--- Supplied material Enclosed Below ---

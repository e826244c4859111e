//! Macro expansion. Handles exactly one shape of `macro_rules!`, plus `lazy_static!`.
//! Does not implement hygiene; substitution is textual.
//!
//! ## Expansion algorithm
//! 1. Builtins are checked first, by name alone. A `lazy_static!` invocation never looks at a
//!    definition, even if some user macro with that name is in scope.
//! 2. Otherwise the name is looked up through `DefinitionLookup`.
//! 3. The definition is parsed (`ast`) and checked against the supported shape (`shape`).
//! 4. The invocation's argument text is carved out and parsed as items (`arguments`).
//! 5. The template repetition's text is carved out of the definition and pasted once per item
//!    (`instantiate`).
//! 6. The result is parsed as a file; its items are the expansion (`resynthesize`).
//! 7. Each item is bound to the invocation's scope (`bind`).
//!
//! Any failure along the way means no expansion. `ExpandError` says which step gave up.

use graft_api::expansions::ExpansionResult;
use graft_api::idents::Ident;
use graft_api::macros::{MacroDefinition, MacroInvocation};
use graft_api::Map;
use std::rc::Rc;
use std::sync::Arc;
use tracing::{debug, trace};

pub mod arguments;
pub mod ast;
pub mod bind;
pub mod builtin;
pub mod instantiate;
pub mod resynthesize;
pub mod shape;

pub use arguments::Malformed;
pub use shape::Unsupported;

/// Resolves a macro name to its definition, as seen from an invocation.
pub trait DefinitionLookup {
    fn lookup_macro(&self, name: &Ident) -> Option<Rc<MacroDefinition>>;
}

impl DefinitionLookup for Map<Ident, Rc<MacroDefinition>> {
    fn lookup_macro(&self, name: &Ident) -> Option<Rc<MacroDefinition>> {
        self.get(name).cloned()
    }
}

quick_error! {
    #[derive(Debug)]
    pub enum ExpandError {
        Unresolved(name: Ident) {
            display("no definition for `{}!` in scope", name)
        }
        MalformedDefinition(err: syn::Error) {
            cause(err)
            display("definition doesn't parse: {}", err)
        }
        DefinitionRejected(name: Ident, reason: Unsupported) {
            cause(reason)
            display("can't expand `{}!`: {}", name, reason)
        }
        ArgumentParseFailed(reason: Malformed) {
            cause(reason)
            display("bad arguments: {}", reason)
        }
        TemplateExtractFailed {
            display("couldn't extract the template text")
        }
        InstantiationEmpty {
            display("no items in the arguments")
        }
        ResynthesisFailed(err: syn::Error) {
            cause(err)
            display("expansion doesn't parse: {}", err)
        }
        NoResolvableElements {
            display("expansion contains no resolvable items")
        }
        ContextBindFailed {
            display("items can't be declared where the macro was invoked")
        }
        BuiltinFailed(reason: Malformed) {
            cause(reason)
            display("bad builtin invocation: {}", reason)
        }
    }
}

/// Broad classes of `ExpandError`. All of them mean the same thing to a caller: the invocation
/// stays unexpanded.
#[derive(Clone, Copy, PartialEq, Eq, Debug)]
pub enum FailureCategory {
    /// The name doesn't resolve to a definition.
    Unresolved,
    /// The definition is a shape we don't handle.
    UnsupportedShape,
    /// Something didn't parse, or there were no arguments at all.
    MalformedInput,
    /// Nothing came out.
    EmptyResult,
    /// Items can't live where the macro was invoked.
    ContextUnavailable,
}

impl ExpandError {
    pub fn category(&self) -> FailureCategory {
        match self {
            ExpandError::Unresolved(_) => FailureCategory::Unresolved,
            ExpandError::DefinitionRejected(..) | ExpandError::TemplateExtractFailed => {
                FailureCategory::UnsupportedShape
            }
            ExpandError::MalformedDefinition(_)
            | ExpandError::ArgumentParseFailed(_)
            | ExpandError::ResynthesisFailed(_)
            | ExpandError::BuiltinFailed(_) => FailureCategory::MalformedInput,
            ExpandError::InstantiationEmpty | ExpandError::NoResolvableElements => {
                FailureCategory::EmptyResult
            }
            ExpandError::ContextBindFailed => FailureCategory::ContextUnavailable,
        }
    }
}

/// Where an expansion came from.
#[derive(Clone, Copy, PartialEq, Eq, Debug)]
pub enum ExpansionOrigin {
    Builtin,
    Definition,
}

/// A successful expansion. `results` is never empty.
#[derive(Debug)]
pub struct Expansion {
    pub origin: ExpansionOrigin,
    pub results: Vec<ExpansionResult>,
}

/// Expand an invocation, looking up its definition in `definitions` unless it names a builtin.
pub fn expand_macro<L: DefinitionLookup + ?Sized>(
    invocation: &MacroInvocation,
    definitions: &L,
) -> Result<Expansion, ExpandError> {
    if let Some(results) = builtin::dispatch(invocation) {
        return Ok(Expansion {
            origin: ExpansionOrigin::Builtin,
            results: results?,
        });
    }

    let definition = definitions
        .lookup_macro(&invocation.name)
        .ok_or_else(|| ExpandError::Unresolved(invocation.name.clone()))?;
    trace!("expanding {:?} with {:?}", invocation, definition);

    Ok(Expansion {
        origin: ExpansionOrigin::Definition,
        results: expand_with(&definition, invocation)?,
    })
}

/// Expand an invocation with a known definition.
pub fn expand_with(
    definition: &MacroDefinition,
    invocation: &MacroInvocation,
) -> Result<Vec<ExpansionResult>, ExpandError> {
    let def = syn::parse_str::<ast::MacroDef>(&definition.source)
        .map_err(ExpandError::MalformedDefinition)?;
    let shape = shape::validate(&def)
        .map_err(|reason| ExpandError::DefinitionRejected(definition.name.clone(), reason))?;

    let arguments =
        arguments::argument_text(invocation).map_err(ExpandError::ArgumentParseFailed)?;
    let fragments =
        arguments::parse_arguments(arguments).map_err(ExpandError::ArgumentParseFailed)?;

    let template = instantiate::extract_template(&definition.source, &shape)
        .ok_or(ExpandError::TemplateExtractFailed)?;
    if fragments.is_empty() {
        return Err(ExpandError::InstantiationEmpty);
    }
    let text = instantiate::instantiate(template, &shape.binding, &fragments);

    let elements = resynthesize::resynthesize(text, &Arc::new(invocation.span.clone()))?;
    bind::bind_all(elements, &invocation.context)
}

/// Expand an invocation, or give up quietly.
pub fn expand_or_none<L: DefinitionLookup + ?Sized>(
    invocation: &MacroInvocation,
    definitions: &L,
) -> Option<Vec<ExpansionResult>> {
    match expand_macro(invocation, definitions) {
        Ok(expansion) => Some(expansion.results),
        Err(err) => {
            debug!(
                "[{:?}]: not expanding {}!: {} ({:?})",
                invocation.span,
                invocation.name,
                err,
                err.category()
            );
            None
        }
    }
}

--- End of Enclosed Supplied material ---

■ Exercise:
Each line of the material with the word "match" in it should be listed.

■ Final answer:
        match self {
    match expand_macro(invocation, definitions) {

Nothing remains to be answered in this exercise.